◆ **WORK TO COMPLETE**: Start the output with the opening line of the listing below and continue, reproducing each line exactly, up to and including the line that contains "Component bounds from".

---+---

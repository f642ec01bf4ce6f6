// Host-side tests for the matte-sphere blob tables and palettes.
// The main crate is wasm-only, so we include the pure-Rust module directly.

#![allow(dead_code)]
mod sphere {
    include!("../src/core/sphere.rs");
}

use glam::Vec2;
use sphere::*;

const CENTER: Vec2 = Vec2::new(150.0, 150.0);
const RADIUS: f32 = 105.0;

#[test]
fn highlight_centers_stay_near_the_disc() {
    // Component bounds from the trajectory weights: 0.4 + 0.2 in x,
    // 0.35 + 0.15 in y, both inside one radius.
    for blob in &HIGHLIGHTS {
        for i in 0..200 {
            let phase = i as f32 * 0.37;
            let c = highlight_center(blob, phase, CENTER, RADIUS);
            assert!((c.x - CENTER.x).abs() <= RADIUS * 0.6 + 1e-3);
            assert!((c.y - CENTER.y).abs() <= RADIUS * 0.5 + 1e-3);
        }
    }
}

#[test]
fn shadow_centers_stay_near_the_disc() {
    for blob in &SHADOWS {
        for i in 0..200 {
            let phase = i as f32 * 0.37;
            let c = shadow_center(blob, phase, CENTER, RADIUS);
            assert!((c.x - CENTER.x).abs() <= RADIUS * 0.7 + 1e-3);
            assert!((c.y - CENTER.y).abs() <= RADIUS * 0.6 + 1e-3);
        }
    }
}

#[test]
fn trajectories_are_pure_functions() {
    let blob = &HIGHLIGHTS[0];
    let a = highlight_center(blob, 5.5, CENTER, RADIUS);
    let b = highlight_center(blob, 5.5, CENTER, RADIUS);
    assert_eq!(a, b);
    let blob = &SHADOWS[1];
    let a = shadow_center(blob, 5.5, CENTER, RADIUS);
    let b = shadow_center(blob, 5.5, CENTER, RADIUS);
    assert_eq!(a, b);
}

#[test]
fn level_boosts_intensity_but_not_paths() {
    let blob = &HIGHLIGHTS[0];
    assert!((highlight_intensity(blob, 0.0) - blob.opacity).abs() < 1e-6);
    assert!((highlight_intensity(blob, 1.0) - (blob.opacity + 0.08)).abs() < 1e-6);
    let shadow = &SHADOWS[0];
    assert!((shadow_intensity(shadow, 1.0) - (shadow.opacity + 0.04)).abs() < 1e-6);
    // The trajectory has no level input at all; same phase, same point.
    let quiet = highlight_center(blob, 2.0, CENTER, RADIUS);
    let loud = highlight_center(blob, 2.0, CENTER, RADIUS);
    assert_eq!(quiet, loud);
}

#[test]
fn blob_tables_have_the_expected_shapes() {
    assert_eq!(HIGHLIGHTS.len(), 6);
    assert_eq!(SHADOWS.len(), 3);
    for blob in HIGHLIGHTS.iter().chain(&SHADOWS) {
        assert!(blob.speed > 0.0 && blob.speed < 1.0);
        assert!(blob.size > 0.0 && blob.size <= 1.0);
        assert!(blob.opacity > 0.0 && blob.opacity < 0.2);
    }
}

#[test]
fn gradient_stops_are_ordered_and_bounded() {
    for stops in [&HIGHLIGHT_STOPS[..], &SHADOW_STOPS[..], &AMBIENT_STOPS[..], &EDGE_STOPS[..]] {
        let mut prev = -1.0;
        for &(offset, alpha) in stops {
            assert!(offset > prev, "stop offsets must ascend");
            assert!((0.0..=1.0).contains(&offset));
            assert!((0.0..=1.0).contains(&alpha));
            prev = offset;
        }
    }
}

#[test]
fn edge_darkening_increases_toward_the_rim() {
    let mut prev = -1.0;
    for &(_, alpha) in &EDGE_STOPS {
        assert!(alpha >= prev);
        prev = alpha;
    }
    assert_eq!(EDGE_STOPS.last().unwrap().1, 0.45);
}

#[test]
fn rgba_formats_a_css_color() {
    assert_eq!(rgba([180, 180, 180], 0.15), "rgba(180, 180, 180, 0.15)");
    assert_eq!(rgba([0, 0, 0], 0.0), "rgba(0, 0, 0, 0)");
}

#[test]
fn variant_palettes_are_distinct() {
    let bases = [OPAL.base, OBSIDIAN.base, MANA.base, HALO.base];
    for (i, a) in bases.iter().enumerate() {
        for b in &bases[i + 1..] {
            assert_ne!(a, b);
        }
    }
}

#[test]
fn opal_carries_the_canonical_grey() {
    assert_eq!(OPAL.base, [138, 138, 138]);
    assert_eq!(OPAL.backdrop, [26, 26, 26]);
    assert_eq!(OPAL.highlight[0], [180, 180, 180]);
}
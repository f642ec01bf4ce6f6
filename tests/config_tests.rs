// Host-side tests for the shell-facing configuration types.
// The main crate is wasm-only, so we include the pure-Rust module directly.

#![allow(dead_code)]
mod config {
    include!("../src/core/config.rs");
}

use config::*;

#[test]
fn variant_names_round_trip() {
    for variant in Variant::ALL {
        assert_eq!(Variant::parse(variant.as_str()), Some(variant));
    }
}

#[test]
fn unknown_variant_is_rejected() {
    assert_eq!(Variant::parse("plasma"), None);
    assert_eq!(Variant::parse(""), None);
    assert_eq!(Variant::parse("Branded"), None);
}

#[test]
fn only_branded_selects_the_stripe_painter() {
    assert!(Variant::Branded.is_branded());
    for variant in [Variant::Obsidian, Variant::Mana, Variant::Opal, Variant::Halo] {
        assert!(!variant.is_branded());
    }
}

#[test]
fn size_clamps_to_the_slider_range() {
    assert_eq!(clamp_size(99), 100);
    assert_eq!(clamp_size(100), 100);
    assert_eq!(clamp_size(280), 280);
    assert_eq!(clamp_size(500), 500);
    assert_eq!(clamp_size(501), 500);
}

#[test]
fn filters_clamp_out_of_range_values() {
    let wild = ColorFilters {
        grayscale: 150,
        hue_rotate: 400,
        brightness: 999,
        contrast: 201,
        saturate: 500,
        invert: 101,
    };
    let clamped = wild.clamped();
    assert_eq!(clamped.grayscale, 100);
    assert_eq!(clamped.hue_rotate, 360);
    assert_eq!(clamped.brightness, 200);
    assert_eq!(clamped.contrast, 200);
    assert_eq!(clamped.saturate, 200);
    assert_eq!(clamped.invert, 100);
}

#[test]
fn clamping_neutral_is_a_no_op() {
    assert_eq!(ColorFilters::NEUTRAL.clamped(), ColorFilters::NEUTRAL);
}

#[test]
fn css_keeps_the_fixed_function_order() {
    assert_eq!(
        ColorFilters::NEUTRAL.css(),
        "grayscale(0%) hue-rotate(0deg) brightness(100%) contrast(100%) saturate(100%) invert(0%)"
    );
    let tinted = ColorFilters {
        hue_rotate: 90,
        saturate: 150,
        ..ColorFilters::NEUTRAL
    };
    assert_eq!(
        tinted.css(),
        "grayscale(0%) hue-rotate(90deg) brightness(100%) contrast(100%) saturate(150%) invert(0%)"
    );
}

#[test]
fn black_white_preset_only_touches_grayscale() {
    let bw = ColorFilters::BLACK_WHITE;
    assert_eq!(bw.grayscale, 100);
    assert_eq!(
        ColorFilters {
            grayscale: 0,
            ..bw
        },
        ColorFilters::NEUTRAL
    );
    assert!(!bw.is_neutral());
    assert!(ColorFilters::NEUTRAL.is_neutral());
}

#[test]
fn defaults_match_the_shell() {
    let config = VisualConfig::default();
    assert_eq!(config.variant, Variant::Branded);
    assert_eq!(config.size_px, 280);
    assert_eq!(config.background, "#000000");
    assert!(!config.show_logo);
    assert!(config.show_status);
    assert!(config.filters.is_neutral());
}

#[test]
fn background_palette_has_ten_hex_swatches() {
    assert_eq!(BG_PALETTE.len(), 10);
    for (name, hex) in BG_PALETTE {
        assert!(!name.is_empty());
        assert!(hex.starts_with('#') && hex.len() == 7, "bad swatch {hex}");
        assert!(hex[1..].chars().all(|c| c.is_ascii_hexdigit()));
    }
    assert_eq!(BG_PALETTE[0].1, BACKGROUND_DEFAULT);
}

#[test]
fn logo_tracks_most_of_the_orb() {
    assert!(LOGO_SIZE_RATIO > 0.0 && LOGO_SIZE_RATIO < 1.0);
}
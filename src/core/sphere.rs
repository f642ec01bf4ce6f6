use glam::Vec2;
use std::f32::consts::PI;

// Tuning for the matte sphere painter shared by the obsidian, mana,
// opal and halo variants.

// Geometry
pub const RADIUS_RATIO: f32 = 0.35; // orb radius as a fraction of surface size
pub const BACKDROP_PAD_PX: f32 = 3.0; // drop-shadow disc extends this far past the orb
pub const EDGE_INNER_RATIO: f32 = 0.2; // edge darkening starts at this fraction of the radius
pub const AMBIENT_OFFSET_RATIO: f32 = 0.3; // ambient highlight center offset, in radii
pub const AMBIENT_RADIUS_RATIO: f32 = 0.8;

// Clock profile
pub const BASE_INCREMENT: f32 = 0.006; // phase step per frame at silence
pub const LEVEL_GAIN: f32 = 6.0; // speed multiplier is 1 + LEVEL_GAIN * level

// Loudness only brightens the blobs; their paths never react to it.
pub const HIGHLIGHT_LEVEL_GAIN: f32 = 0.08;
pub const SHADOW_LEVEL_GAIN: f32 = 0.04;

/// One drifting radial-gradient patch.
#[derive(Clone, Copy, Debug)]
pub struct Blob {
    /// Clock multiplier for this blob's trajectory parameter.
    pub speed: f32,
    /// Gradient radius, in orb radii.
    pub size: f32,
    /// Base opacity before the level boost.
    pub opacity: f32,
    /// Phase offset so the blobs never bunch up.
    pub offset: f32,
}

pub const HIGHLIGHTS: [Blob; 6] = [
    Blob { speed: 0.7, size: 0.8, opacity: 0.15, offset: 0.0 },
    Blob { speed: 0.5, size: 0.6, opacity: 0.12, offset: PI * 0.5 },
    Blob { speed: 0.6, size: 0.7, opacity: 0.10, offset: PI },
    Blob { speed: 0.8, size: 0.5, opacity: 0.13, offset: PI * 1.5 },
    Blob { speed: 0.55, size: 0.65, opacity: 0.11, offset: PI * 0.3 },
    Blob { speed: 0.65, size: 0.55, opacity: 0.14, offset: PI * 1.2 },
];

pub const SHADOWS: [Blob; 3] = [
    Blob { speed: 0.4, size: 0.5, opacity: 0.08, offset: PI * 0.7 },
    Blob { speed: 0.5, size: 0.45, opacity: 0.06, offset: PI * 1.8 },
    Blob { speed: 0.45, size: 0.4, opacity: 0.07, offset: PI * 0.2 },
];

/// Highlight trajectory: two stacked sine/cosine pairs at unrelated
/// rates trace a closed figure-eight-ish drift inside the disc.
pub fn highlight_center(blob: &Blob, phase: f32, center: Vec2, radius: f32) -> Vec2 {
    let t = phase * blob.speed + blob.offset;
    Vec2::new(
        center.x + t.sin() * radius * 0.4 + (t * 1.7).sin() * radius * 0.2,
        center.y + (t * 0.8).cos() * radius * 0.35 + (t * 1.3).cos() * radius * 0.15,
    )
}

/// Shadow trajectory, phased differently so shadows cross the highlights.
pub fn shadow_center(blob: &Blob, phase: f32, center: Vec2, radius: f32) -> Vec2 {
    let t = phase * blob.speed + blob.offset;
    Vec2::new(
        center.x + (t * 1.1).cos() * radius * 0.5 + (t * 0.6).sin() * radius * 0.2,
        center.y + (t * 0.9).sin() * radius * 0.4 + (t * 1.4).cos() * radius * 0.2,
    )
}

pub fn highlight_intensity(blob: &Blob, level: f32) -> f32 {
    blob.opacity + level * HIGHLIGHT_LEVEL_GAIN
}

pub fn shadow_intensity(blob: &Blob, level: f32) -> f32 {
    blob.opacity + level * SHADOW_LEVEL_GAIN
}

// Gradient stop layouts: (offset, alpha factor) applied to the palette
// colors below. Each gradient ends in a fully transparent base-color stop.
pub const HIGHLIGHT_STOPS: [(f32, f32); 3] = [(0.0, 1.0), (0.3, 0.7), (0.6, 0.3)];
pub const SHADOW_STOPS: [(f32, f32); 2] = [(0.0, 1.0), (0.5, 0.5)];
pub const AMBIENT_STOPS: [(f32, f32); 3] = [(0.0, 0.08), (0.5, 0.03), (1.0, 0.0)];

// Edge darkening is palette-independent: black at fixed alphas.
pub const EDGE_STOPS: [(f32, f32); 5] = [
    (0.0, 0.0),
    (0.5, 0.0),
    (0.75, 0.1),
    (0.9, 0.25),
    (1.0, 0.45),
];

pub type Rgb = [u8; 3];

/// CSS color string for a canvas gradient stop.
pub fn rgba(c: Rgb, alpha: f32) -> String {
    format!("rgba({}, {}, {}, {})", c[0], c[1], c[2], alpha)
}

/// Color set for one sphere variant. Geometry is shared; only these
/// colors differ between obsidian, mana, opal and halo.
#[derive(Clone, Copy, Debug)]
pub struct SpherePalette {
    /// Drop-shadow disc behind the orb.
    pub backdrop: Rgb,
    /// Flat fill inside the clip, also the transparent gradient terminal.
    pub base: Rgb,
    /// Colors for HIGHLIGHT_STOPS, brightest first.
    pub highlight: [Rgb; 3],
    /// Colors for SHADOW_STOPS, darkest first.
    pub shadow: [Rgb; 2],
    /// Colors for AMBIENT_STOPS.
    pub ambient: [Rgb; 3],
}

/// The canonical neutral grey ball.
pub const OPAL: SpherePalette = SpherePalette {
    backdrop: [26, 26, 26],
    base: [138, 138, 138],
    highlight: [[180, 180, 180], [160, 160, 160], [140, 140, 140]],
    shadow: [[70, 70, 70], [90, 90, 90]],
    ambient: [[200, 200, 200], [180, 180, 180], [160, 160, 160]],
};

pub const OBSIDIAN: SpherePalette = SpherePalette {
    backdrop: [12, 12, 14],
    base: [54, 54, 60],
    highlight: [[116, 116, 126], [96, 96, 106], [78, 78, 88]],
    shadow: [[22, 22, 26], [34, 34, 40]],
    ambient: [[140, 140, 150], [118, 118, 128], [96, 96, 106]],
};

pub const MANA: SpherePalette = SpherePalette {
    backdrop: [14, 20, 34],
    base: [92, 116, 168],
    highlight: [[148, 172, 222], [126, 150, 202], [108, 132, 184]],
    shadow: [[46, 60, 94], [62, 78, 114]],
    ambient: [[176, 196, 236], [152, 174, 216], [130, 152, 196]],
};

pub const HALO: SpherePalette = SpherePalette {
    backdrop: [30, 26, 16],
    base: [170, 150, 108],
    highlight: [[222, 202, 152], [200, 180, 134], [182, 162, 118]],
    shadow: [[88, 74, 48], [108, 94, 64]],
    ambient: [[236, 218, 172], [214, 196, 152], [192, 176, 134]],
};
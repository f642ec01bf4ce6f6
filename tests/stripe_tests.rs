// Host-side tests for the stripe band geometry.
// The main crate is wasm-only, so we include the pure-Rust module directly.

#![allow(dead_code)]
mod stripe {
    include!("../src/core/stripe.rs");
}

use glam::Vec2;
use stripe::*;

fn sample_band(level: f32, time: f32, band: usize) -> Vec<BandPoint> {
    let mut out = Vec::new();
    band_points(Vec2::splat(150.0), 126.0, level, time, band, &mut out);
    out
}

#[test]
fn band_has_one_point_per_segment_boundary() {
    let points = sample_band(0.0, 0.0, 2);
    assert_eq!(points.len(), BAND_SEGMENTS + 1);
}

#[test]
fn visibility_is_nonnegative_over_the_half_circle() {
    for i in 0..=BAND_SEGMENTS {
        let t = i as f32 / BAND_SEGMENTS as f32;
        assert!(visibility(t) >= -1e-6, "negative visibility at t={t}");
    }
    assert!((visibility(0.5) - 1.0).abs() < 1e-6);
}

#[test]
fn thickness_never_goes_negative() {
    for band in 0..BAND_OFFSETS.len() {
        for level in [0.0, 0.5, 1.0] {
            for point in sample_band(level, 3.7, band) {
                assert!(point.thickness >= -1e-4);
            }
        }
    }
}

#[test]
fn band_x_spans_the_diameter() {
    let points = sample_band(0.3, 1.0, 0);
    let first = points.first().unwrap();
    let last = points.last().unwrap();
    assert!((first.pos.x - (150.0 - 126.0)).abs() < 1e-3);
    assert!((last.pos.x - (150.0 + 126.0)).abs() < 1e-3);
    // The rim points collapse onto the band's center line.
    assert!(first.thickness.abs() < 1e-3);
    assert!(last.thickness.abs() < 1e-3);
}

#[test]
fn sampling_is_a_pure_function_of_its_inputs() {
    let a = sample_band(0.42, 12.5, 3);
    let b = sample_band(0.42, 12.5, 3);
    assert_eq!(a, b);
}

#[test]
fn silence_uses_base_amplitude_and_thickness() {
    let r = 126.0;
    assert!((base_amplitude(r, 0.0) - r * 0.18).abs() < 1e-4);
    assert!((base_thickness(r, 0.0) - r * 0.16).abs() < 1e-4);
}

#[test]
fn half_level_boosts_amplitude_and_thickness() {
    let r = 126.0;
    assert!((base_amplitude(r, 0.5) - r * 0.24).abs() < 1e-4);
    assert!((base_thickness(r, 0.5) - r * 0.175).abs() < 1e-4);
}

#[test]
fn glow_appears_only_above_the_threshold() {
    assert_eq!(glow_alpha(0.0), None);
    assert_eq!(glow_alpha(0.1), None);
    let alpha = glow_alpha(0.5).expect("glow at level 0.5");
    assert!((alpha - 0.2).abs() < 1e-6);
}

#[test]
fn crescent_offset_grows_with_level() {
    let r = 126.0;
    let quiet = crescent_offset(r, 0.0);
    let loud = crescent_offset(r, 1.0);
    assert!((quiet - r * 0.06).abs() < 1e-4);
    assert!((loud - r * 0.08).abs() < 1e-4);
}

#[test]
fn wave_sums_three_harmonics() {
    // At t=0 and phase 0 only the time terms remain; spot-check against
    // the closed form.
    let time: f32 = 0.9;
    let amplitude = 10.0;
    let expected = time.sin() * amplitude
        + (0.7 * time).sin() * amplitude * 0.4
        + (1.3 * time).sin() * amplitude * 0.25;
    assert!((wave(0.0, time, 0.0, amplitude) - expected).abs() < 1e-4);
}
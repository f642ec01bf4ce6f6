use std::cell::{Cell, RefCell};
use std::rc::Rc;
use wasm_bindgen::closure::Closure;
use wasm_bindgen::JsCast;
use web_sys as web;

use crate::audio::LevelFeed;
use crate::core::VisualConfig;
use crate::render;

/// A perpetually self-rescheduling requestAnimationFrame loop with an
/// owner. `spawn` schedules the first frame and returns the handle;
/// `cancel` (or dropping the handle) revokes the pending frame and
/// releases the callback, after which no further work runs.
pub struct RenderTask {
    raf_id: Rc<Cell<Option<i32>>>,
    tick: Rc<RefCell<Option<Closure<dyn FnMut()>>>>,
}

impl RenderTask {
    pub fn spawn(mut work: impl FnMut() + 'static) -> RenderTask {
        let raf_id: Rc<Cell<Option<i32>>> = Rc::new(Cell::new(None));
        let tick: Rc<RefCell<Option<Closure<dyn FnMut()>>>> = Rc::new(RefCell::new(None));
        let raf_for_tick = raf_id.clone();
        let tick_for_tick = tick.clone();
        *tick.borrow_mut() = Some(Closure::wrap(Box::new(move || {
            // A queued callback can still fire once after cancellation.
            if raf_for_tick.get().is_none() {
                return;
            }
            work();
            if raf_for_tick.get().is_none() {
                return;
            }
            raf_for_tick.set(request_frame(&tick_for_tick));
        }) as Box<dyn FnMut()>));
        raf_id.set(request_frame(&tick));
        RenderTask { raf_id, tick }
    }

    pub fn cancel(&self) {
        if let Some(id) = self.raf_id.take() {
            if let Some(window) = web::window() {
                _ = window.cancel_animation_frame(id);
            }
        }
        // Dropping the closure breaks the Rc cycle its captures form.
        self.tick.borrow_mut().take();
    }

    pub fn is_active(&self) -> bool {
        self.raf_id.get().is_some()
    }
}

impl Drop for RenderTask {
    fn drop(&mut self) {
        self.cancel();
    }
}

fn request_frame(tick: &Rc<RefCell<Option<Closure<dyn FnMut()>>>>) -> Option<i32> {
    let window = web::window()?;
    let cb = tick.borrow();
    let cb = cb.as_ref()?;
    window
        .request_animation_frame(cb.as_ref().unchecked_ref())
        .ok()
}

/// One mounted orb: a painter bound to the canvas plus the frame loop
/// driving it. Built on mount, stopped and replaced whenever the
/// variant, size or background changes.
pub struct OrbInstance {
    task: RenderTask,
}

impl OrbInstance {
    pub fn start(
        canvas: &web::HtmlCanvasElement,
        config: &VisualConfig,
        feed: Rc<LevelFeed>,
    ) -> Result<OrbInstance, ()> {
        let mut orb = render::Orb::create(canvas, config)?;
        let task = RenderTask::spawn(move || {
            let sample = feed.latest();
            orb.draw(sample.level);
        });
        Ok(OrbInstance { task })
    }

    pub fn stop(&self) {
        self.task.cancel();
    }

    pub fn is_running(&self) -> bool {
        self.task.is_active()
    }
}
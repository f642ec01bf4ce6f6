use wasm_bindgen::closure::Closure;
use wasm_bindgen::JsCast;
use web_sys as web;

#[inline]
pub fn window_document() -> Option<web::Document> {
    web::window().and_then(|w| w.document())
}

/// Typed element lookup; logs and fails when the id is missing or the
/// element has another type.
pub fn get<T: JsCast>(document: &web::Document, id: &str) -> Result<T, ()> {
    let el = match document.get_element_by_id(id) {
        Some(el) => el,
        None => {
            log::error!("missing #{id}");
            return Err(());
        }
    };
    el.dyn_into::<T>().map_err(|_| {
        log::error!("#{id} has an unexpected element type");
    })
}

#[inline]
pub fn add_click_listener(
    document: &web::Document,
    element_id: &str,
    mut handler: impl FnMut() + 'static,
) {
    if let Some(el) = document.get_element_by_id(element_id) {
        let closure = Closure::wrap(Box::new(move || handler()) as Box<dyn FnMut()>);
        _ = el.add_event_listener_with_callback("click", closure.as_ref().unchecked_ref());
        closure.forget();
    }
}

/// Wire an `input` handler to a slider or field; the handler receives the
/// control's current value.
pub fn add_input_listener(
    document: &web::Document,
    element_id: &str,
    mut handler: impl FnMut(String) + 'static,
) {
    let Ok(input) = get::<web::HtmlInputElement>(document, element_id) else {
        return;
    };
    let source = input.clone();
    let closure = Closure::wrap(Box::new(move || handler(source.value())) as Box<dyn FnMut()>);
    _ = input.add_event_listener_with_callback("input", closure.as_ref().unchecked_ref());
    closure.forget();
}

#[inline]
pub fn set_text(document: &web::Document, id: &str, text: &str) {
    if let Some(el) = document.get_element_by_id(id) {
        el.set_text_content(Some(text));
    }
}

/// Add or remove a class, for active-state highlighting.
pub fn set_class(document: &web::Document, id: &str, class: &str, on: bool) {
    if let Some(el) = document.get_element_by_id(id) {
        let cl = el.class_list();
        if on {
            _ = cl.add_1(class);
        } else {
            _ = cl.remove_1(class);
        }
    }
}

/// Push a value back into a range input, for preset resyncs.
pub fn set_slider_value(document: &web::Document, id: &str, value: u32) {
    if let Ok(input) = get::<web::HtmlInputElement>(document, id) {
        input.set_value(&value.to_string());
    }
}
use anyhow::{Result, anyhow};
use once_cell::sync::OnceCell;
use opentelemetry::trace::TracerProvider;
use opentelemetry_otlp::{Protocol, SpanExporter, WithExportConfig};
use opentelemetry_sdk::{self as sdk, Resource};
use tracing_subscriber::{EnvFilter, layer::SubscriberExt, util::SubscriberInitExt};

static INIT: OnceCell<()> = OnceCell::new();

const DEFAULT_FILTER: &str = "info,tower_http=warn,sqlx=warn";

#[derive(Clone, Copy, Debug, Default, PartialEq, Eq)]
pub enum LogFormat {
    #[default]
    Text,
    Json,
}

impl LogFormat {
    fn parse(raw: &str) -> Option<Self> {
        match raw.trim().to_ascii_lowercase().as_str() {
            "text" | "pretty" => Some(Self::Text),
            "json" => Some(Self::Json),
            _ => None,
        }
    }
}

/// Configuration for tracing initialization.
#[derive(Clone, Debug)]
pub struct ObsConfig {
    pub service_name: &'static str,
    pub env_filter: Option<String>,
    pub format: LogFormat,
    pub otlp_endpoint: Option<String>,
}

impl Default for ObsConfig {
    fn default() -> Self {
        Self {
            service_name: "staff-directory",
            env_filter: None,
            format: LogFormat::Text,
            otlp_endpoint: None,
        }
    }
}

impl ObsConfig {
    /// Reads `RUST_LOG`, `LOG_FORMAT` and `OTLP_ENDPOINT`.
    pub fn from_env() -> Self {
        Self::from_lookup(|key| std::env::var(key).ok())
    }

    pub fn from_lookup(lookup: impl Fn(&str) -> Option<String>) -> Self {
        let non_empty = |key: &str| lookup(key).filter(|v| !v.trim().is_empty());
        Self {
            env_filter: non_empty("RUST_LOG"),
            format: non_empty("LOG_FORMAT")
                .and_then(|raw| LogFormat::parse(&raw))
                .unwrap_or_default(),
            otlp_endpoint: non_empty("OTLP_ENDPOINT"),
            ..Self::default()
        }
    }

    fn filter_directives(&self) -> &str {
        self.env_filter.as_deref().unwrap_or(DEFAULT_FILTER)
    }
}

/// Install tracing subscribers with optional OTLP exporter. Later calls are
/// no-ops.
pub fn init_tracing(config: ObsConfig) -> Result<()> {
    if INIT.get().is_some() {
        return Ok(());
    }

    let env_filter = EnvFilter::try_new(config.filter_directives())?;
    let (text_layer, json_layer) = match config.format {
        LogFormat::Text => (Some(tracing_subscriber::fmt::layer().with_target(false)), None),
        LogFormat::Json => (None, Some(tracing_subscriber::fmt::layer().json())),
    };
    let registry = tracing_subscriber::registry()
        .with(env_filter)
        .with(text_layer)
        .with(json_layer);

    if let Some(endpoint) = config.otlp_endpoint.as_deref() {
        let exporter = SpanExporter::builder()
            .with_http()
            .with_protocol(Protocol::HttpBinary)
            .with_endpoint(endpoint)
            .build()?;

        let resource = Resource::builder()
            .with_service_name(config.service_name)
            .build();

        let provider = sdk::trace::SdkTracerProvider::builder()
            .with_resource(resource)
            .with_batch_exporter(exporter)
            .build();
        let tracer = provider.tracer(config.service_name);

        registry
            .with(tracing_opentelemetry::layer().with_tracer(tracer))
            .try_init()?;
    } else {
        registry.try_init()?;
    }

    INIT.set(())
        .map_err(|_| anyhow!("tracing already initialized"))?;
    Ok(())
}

---+---

◆ **SOLUTION TO THIS PROBLEM**:
repository f642ec01bf4ce6f6
// Host-side tests for the matte-sphere blob tables and palettes.
// The main crate is wasm-only, so we include the pure-Rust module directly.

#![allow(dead_code)]
mod sphere {
    include!("../src/core/sphere.rs");
}

use glam::Vec2;
use sphere::*;

const CENTER: Vec2 = Vec2::new(150.0, 150.0);
const RADIUS: f32 = 105.0;

#[test]
fn highlight_centers_stay_near_the_disc() {
    // Component bounds from the trajectory weights: 0.4 + 0.2 in x,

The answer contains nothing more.